Stored data:

"""

use chrono::{DateTime, NaiveDate, Utc};
use schemars::JsonSchema;
use serde::{Deserialize, Serialize};

/// An AI-proposed travel target.
///
/// `id` is the dedup key within a suggestion batch; it is echoed back to the
/// AI on "load more" so previously-seen places are avoided.
#[derive(Debug, Clone, Serialize, Deserialize, JsonSchema)]
#[serde(rename_all = "camelCase")]
pub struct Destination {
    /// Stable identifier (e.g. "hokkaido-furano")
    pub id: String,
    /// Prefecture + region name (e.g. "北海道富良野")
    pub name: String,
    /// English name usable for image search (e.g. "Furano Hokkaido")
    #[serde(default)]
    pub name_en: Option<String>,
    /// Short description, ~80 characters
    pub description: String,
    /// Best season to visit
    pub best_season: String,
    /// Rough cost estimate in yen
    pub estimated_cost: u32,
    /// Selling points, in display order
    #[serde(default)]
    pub highlights: Vec<String>,
}

/// Wire shape of a destination-suggestion response.
#[derive(Debug, Clone, Serialize, Deserialize, JsonSchema)]
pub struct DestinationList {
    pub destinations: Vec<Destination>,
}

/// One scheduled activity within a day.
#[derive(Debug, Clone, Serialize, Deserialize, JsonSchema)]
#[serde(rename_all = "camelCase")]
pub struct ItineraryItem {
    /// Text time range, e.g. "09:00-12:00"
    pub time: String,
    pub activity: String,
    pub location: String,
    #[serde(default)]
    pub lat: Option<f64>,
    #[serde(default)]
    pub lng: Option<f64>,
    /// Cost in yen; absent means free
    #[serde(default)]
    pub cost: u32,
    pub description: String,
    #[serde(default)]
    pub notes: Option<String>,
}

/// One itinerary day. Days are ordered by `day` ascending starting at 1;
/// items are ordered by occurrence within the day.
#[derive(Debug, Clone, Serialize, Deserialize, JsonSchema)]
pub struct Day {
    pub day: u32,
    pub date: NaiveDate,
    pub title: String,
    #[serde(default)]
    pub items: Vec<ItineraryItem>,
}

/// Recommended lodging.
#[derive(Debug, Clone, Serialize, Deserialize, JsonSchema)]
#[serde(rename_all = "camelCase")]
pub struct Hotel {
    pub name: String,
    /// Lodging category: ホテル, 旅館, 民宿, ...
    #[serde(rename = "type")]
    pub kind: String,
    pub address: String,
    pub price_per_night: u32,
    pub total_nights: u32,
    #[serde(default)]
    pub rating: Option<f64>,
    #[serde(default)]
    pub amenities: Vec<String>,
    #[serde(default)]
    pub reason: Option<String>,
}

/// AI-supplied cost breakdown accompanying a plan.
///
/// `total` is trusted AI output and is never recomputed from the category
/// fields; reconciling it against the requested budget is a display concern.
#[derive(Debug, Clone, Serialize, Deserialize, JsonSchema)]
pub struct Budget {
    pub transportation: u32,
    pub accommodation: u32,
    pub activities: u32,
    pub meals: u32,
    pub other: u32,
    pub total: u32,
}

/// Echo of the inputs a plan was generated from.
#[derive(Debug, Clone, Serialize, Deserialize, JsonSchema)]
#[serde(rename_all = "camelCase")]
pub struct PlanParams {
    pub activity: String,
    pub destination: String,
    pub start_date: NaiveDate,
    pub end_date: NaiveDate,
    pub budget: u32,
}

/// A full generated itinerary.
///
/// `generated_at` and `params` are stamped by the generator after decoding;
/// the AI response itself carries neither.
#[derive(Debug, Clone, Serialize, Deserialize, JsonSchema)]
#[serde(rename_all = "camelCase")]
pub struct Plan {
    /// Plan overview, ~100 characters
    pub summary: String,
    pub itinerary: Vec<Day>,
    #[serde(default)]
    pub hotels: Vec<Hotel>,
    pub budget_breakdown: Budget,
    #[serde(default)]
    pub tips: Vec<String>,
    #[serde(default)]
    pub packing_list: Vec<String>,
    #[serde(default, skip_serializing_if = "Option::is_none")]
    pub generated_at: Option<DateTime<Utc>>,
    #[serde(default, skip_serializing_if = "Option::is_none")]
    pub params: Option<PlanParams>,
}

impl Plan {
    /// Number of days covered by the itinerary.
    pub fn day_count(&self) -> usize {
        self.itinerary.len()
    }

    /// Sum of per-item costs for one day, for display.
    pub fn day_cost(&self, day: u32) -> u32 {
        self.itinerary
            .iter()
            .filter(|d| d.day == day)
            .flat_map(|d| d.items.iter())
            .map(|item| item.cost)
            .sum()
    }

    /// Whether the AI-reported total exceeds the requested budget.
    ///
    /// Over-budget plans are flagged, not rejected.
    pub fn over_budget(&self, requested: u32) -> bool {
        self.budget_breakdown.total > requested
    }
}

#[cfg(test)]
mod tests {
    use super::*;
    use serde_json::json;

    #[test]
    fn item_cost_defaults_to_zero_when_absent() {
        let item: ItineraryItem = serde_json::from_value(json!({
            "time": "09:00-12:00",
            "activity": "スキー",
            "location": "富良野スキー場",
            "description": "パウダースノーを満喫"
        }))
        .unwrap();
        assert_eq!(item.cost, 0);
        assert!(item.lat.is_none());
        assert!(item.notes.is_none());
    }

    #[test]
    fn destination_accepts_camel_case_wire_fields() {
        let dest: Destination = serde_json::from_value(json!({
            "id": "hokkaido-furano",
            "name": "北海道富良野",
            "nameEn": "Furano Hokkaido",
            "description": "ラベンダー畑とスキーの町",
            "bestSeason": "冬",
            "estimatedCost": 50000,
            "highlights": ["ラベンダー", "スキー", "チーズ工房"]
        }))
        .unwrap();
        assert_eq!(dest.name_en.as_deref(), Some("Furano Hokkaido"));
        assert_eq!(dest.estimated_cost, 50000);
    }

    #[test]
    fn over_budget_flags_but_never_mutates_total() {
        let budget = Budget {
            transportation: 10000,
            accommodation: 30000,
            activities: 15000,
            meals: 10000,
            other: 5000,
            total: 70000,
        };
        let plan = Plan {
            summary: "test".to_string(),
            itinerary: vec![],
            hotels: vec![],
            budget_breakdown: budget,
            tips: vec![],
            packing_list: vec![],
            generated_at: None,
            params: None,
        };
        assert!(plan.over_budget(60000));
        assert!(!plan.over_budget(70000));
        assert_eq!(plan.budget_breakdown.total, 70000);
    }
}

"""

Repeat the material above exactly.

Result of the task:
use chrono::{DateTime, NaiveDate, Utc};
use schemars::JsonSchema;
use serde::{Deserialize, Serialize};

/// An AI-proposed travel target.
///
/// `id` is the dedup key within a suggestion batch; it is echoed back to the
/// AI on "load more" so previously-seen places are avoided.
#[derive(Debug, Clone, Serialize, Deserialize, JsonSchema)]
#[serde(rename_all = "camelCase")]
pub struct Destination {
    /// Stable identifier (e.g. "hokkaido-furano")
    pub id: String,
    /// Prefecture + region name (e.g. "北海道富良野")
    pub name: String,
    /// English name usable for image search (e.g. "Furano Hokkaido")
    #[serde(default)]
    pub name_en: Option<String>,
    /// Short description, ~80 characters
    pub description: String,
    /// Best season to visit
    pub best_season: String,
    /// Rough cost estimate in yen
    pub estimated_cost: u32,
    /// Selling points, in display order
    #[serde(default)]
    pub highlights: Vec<String>,
}

/// Wire shape of a destination-suggestion response.
#[derive(Debug, Clone, Serialize, Deserialize, JsonSchema)]
pub struct DestinationList {
    pub destinations: Vec<Destination>,
}

/// One scheduled activity within a day.
#[derive(Debug, Clone, Serialize, Deserialize, JsonSchema)]
#[serde(rename_all = "camelCase")]
pub struct ItineraryItem {
    /// Text time range, e.g. "09:00-12:00"
    pub time: String,
    pub activity: String,
    pub location: String,
    #[serde(default)]
    pub lat: Option<f64>,
    #[serde(default)]
    pub lng: Option<f64>,
    /// Cost in yen; absent means free
    #[serde(default)]
    pub cost: u32,
    pub description: String,
    #[serde(default)]
    pub notes: Option<String>,
}

/// One itinerary day. Days are ordered by `day` ascending starting at 1;
/// items are ordered by occurrence within the day.
#[derive(Debug, Clone, Serialize, Deserialize, JsonSchema)]
pub struct Day {
    pub day: u32,
    pub date: NaiveDate,
    pub title: String,
    #[serde(default)]
    pub items: Vec<ItineraryItem>,
}

/// Recommended lodging.
#[derive(Debug, Clone, Serialize, Deserialize, JsonSchema)]
#[serde(rename_all = "camelCase")]
pub struct Hotel {
    pub name: String,
    /// Lodging category: ホテル, 旅館, 民宿, ...
    #[serde(rename = "type")]
    pub kind: String,
    pub address: String,
    pub price_per_night: u32,
    pub total_nights: u32,
    #[serde(default)]
    pub rating: Option<f64>,
    #[serde(default)]
    pub amenities: Vec<String>,
    #[serde(default)]
    pub reason: Option<String>,
}

/// AI-supplied cost breakdown accompanying a plan.
///
/// `total` is trusted AI output and is never recomputed from the category
/// fields; reconciling it against the requested budget is a display concern.
#[derive(Debug, Clone, Serialize, Deserialize, JsonSchema)]
pub struct Budget {
    pub transportation: u32,
    pub accommodation: u32,
    pub activities: u32,
    pub meals: u32,
    pub other: u32,
    pub total: u32,
}

/// Echo of the inputs a plan was generated from.
#[derive(Debug, Clone, Serialize, Deserialize, JsonSchema)]
#[serde(rename_all = "camelCase")]
pub struct PlanParams {
    pub activity: String,
    pub destination: String,
    pub start_date: NaiveDate,
    pub end_date: NaiveDate,
    pub budget: u32,
}

/// A full generated itinerary.
///
/// `generated_at` and `params` are stamped by the generator after decoding;
/// the AI response itself carries neither.
#[derive(Debug, Clone, Serialize, Deserialize, JsonSchema)]
#[serde(rename_all = "camelCase")]
pub struct Plan {
    /// Plan overview, ~100 characters
    pub summary: String,
    pub itinerary: Vec<Day>,
    #[serde(default)]
    pub hotels: Vec<Hotel>,
    pub budget_breakdown: Budget,
    #[serde(default)]
    pub tips: Vec<String>,
    #[serde(default)]
    pub packing_list: Vec<String>,
    #[serde(default, skip_serializing_if = "Option::is_none")]
    pub generated_at: Option<DateTime<Utc>>,
    #[serde(default, skip_serializing_if = "Option::is_none")]
    pub params: Option<PlanParams>,
}

impl Plan {
    /// Number of days covered by the itinerary.
    pub fn day_count(&self) -> usize {
        self.itinerary.len()
    }

    /// Sum of per-item costs for one day, for display.
    pub fn day_cost(&self, day: u32) -> u32 {
        self.itinerary
            .iter()
            .filter(|d| d.day == day)
            .flat_map(|d| d.items.iter())
            .map(|item| item.cost)
            .sum()
    }

    /// Whether the AI-reported total exceeds the requested budget.
    ///
    /// Over-budget plans are flagged, not rejected.
    pub fn over_budget(&self, requested: u32) -> bool {
        self.budget_breakdown.total > requested
    }
}

#[cfg(test)]
mod tests {
    use super::*;
    use serde_json::json;

    #[test]
    fn item_cost_defaults_to_zero_when_absent() {
        let item: ItineraryItem = serde_json::from_value(json!({
            "time": "09:00-12:00",
            "activity": "スキー",
            "location": "富良野スキー場",
            "description": "パウダースノーを満喫"
        }))
        .unwrap();
        assert_eq!(item.cost, 0);
        assert!(item.lat.is_none());
        assert!(item.notes.is_none());
    }

    #[test]
    fn destination_accepts_camel_case_wire_fields() {
        let dest: Destination = serde_json::from_value(json!({
            "id": "hokkaido-furano",
            "name": "北海道富良野",
            "nameEn": "Furano Hokkaido",
            "description": "ラベンダー畑とスキーの町",
            "bestSeason": "冬",
            "estimatedCost": 50000,
            "highlights": ["ラベンダー", "スキー", "チーズ工房"]
        }))
        .unwrap();
        assert_eq!(dest.name_en.as_deref(), Some("Furano Hokkaido"));
        assert_eq!(dest.estimated_cost, 50000);
    }

    #[test]
    fn over_budget_flags_but_never_mutates_total() {
        let budget = Budget {
            transportation: 10000,
            accommodation: 30000,
            activities: 15000,
            meals: 10000,
            other: 5000,
            total: 70000,
        };
        let plan = Plan {
            summary: "test".to_string(),
            itinerary: vec![],
            hotels: vec![],
            budget_breakdown: budget,
            tips: vec![],
            packing_list: vec![],
            generated_at: None,
            params: None,
        };
        assert!(plan.over_budget(60000));
        assert!(!plan.over_budget(70000));
        assert_eq!(plan.budget_breakdown.total, 70000);
    }
}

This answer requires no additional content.